Instructions to follow
Keep every line in which "OpenSource" occurs and drop the rest of the data.

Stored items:
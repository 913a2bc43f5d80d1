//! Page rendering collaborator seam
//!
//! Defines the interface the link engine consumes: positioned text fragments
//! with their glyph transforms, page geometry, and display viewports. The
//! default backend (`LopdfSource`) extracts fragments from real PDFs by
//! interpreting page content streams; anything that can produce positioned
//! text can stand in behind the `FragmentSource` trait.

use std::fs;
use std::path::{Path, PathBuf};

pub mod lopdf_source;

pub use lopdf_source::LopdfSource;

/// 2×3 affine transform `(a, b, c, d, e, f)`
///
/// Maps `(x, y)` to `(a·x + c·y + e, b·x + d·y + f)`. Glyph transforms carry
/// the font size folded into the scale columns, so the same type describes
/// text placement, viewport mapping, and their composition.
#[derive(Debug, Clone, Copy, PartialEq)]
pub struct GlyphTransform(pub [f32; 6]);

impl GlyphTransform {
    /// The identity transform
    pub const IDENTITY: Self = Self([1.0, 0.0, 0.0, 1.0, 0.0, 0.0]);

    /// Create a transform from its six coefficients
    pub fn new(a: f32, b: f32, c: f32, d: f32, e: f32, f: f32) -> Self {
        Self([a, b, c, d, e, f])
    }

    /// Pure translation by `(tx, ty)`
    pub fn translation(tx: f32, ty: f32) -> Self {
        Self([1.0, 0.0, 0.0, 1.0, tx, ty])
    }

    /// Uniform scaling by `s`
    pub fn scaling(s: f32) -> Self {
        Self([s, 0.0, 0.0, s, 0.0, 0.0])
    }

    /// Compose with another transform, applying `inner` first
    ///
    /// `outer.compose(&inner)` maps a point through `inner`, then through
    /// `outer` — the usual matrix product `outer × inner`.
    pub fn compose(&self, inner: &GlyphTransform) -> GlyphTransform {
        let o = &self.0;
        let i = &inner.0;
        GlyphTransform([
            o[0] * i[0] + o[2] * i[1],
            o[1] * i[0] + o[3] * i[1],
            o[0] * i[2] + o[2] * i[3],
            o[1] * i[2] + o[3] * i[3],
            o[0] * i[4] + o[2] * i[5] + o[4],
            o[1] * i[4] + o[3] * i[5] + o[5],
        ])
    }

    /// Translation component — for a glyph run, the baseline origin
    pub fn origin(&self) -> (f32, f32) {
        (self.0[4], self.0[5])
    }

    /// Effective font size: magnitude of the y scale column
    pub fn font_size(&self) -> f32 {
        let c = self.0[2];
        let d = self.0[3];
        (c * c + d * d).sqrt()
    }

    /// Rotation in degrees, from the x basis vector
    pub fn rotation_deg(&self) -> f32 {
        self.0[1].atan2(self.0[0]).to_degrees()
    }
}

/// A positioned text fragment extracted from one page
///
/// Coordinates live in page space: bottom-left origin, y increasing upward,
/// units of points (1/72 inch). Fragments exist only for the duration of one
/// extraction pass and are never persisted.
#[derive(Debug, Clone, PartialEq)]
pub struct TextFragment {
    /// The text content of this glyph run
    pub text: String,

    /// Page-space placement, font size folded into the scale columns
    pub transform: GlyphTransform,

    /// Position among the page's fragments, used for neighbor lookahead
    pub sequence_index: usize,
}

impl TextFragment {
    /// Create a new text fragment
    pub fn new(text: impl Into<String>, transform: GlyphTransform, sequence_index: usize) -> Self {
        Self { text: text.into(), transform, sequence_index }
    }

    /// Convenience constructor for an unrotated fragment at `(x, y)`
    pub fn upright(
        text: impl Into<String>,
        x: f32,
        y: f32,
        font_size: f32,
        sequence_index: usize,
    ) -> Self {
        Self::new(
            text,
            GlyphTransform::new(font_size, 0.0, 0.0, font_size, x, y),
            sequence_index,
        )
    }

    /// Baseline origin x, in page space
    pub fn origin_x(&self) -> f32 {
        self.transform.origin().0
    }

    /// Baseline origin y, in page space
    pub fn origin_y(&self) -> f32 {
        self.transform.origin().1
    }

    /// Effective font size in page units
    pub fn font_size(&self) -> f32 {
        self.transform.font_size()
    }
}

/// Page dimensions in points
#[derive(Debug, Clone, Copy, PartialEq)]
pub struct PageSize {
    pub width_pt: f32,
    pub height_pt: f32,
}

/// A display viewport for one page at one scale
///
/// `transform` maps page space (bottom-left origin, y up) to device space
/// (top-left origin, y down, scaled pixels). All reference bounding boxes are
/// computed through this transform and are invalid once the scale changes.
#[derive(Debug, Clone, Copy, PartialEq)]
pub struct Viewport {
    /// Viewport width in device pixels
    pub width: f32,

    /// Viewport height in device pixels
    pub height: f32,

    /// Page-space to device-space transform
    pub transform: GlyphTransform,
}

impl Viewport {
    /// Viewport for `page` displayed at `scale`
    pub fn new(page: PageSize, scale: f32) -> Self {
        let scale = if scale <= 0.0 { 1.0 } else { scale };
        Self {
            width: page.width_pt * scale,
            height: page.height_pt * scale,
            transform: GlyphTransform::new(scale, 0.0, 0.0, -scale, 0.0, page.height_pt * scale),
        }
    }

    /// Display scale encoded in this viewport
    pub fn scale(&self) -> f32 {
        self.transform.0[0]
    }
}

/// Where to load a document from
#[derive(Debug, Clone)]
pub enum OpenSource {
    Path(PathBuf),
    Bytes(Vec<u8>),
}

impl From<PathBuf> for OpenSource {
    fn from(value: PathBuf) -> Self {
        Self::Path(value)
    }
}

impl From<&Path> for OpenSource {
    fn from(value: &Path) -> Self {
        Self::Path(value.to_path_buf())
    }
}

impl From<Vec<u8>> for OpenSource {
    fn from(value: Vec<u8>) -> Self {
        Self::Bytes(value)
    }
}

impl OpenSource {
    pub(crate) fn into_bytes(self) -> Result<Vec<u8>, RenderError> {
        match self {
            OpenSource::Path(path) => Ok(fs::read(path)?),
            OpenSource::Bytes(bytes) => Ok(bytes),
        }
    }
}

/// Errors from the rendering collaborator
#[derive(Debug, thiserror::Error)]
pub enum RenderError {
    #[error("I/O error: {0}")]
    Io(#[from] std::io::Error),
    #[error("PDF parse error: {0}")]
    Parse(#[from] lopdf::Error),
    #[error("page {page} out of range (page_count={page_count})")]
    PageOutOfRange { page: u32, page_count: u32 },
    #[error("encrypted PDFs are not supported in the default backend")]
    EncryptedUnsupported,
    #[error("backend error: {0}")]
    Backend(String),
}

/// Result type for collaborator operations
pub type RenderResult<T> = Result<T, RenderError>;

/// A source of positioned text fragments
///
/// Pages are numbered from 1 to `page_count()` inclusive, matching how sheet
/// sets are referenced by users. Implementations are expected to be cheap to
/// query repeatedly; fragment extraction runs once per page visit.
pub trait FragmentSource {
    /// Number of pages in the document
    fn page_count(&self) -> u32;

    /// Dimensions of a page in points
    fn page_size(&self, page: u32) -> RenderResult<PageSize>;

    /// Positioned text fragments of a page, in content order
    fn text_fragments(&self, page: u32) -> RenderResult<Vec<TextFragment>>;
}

Response to this exercise
pub enum OpenSource {
impl From<PathBuf> for OpenSource {
impl From<&Path> for OpenSource {
impl From<Vec<u8>> for OpenSource {
impl OpenSource {
            OpenSource::Path(path) => Ok(fs::read(path)?),
            OpenSource::Bytes(bytes) => Ok(bytes),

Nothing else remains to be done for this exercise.